** Directions for this task **
Please return the lines below verbatim, beginning at the one that has "cleared and the" and stopping after the one that has "if credential_changed ||", and add no other lines.

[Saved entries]
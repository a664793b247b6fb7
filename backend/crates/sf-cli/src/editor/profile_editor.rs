//! Profile editor state machine.
//!
//! The record is loaded once, edited as an in-memory draft and submitted
//! wholesale. Every operation takes `&mut self`, so transitions are
//! serialised and a save cannot overlap another save. Operations invoked
//! from a state that does not allow them fail with `InvalidTransition` and
//! leave the state untouched.
//!
//! Two output channels exist for the front end: blocking notices (an
//! ordered log drained with `drain_notices`) and a single inline message.

use crate::client::error::{FETCH_FAILED_MESSAGE, MISSING_SESSION_MESSAGE, SAVE_FAILED_MESSAGE};
use crate::{
    CliClientResult, ClientError, EditableField, EditorState, ProfileBackend, SessionContext,
};

use sf_core::{Profile, ProfileDraft, encode_image_data_url};

use std::mem;
use std::panic::Location;

use error_location::ErrorLocation;
use log::{debug, info, warn};

pub const PROFILE_SAVED_NOTICE: &str = "Profile updated successfully!";
pub const PASSWORD_CHANGED_NOTICE: &str = "Password updated. Please log in again.";

pub struct ProfileEditor<B: ProfileBackend> {
    backend: B,
    session: SessionContext,
    state: EditorState,
    notices: Vec<String>,
    inline_message: Option<String>,
}

impl<B: ProfileBackend> ProfileEditor<B> {
    pub fn new(backend: B, session: SessionContext) -> Self {
        Self {
            backend,
            session,
            state: EditorState::Loading,
            notices: Vec::new(),
            inline_message: None,
        }
    }

    pub fn state(&self) -> &EditorState {
        &self.state
    }

    pub fn session(&self) -> &SessionContext {
        &self.session
    }

    pub fn backend(&self) -> &B {
        &self.backend
    }

    pub fn inline_message(&self) -> Option<&str> {
        self.inline_message.as_deref()
    }

    /// Take all pending notices, oldest first
    pub fn drain_notices(&mut self) -> Vec<String> {
        mem::take(&mut self.notices)
    }

    /// Record currently shown: the loaded record, or the pre-edit snapshot
    pub fn record(&self) -> Option<&Profile> {
        match self.state {
            EditorState::Viewing { ref record } => Some(record),
            EditorState::Editing { ref snapshot, .. } => Some(snapshot),
            _ => None,
        }
    }

    pub fn draft(&self) -> Option<&ProfileDraft> {
        match self.state {
            EditorState::Editing { ref draft, .. } => Some(draft),
            _ => None,
        }
    }

    /// Image to display: the draft's while editing, else the record's
    pub fn preview(&self) -> Option<&str> {
        match self.state {
            EditorState::Viewing { ref record } => record.profile_image.as_deref(),
            EditorState::Editing { ref draft, .. } => draft.profile_image.as_deref(),
            _ => None,
        }
    }

    #[track_caller]
    fn invalid(&self, operation: &'static str) -> ClientError {
        ClientError::InvalidTransition {
            state: self.state.name(),
            operation,
            location: ErrorLocation::from(Location::caller()),
        }
    }

    /// `Loading -> Viewing`, or `Loading -> Unauthenticated` without a session.
    ///
    /// A failed fetch stays in `Loading` so the load can be retried.
    pub async fn load(&mut self) -> CliClientResult<()> {
        if !matches!(self.state, EditorState::Loading) {
            return Err(self.invalid("load"));
        }

        let Some(email) = self.session.identity().map(String::from) else {
            warn!("Profile requested without a session");
            self.state = EditorState::Unauthenticated;
            self.notices.push(MISSING_SESSION_MESSAGE.to_string());
            return Err(ClientError::MissingSession {
                location: ErrorLocation::from(Location::caller()),
            });
        };

        match self.backend.fetch_profile(&email).await {
            Ok(record) => {
                debug!("Profile loaded for {}", email);
                self.inline_message = None;
                self.state = EditorState::Viewing { record };
                Ok(())
            }
            Err(e) => {
                self.inline_message = Some(if e.is_transport() {
                    FETCH_FAILED_MESSAGE.to_string()
                } else {
                    e.user_message()
                });
                Err(e)
            }
        }
    }

    /// `Viewing -> Editing` with a fresh draft copied from the record
    pub fn begin_edit(&mut self) -> CliClientResult<()> {
        let EditorState::Viewing { ref record } = self.state else {
            return Err(self.invalid("edit"));
        };

        let snapshot = record.clone();
        let draft = ProfileDraft::from(&snapshot);
        self.inline_message = None;
        self.state = EditorState::Editing { snapshot, draft };
        Ok(())
    }

    /// Change one draft field; nothing is sent
    pub fn set_field(&mut self, field: EditableField, value: &str) -> CliClientResult<()> {
        let operation = "change a field";
        match self.state {
            EditorState::Editing { ref mut draft, .. } => {
                field.apply(draft, value);
                Ok(())
            }
            _ => Err(self.invalid(operation)),
        }
    }

    /// Replace the draft image with `bytes` encoded as a data URL.
    ///
    /// Non-image MIME types are rejected and leave the draft unchanged.
    pub fn attach_image(&mut self, mime: &str, bytes: &[u8]) -> CliClientResult<()> {
        if !matches!(self.state, EditorState::Editing { .. }) {
            return Err(self.invalid("attach an image"));
        }

        let data_url = match encode_image_data_url(mime, bytes) {
            Ok(url) => url,
            Err(e) => {
                let error = ClientError::from(e);
                self.inline_message = Some(error.user_message());
                return Err(error);
            }
        };

        if let EditorState::Editing { ref mut draft, .. } = self.state {
            draft.profile_image = Some(data_url);
        }
        Ok(())
    }

    /// `Editing -> Viewing`, discarding the draft. No network call.
    pub fn cancel(&mut self) -> CliClientResult<()> {
        if !matches!(self.state, EditorState::Editing { .. }) {
            return Err(self.invalid("cancel"));
        }

        if let EditorState::Editing { snapshot, .. } =
            mem::replace(&mut self.state, EditorState::Loading)
        {
            self.state = EditorState::Viewing { record: snapshot };
        }
        self.inline_message = None;
        Ok(())
    }

    /// Submit the whole draft.
    ///
    /// On success with a changed credential the session is cleared and the
    /// editor ends `Unauthenticated`; otherwise the saved draft becomes the
    /// viewed record. On failure the editor stays `Editing` with the draft
    /// untouched.
    pub async fn save(&mut self) -> CliClientResult<()> {
        let EditorState::Editing {
            ref snapshot,
            ref draft,
        } = self.state
        else {
            return Err(self.invalid("save"));
        };

        // Escaped copy is what goes on the wire; the held draft stays as typed
        let payload = draft.escaped();
        let saved = payload.promote(snapshot);
        let credential_changed = draft.credential_changed();

        match self.backend.save_profile(&payload).await {
            Ok(outcome) => {
                self.notices.push(PROFILE_SAVED_NOTICE.to_string());
                self.inline_message = None;

                if credential_changed || outcome.credential_changed {
                    info!("Credential changed, ending session");
                    self.notices.push(PASSWORD_CHANGED_NOTICE.to_string());
                    self.state = EditorState::Unauthenticated;
                    self.session.clear()?;
                } else {
                    self.state = EditorState::Viewing { record: saved };
                }
                Ok(())
            }
            Err(e) => {
                self.notices.push(if e.is_transport() {
                    SAVE_FAILED_MESSAGE.to_string()
                } else {
                    e.user_message()
                });
                Err(e)
            }
        }
    }
}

** Response for this exercise **
    /// On success with a changed credential the session is cleared and the
    /// editor ends `Unauthenticated`; otherwise the saved draft becomes the
    /// viewed record. On failure the editor stays `Editing` with the draft
    /// untouched.
    pub async fn save(&mut self) -> CliClientResult<()> {
        let EditorState::Editing {
            ref snapshot,
            ref draft,
        } = self.state
        else {
            return Err(self.invalid("save"));
        };

        // Escaped copy is what goes on the wire; the held draft stays as typed
        let payload = draft.escaped();
        let saved = payload.promote(snapshot);
        let credential_changed = draft.credential_changed();

        match self.backend.save_profile(&payload).await {
            Ok(outcome) => {
                self.notices.push(PROFILE_SAVED_NOTICE.to_string());
                self.inline_message = None;

                if credential_changed || outcome.credential_changed {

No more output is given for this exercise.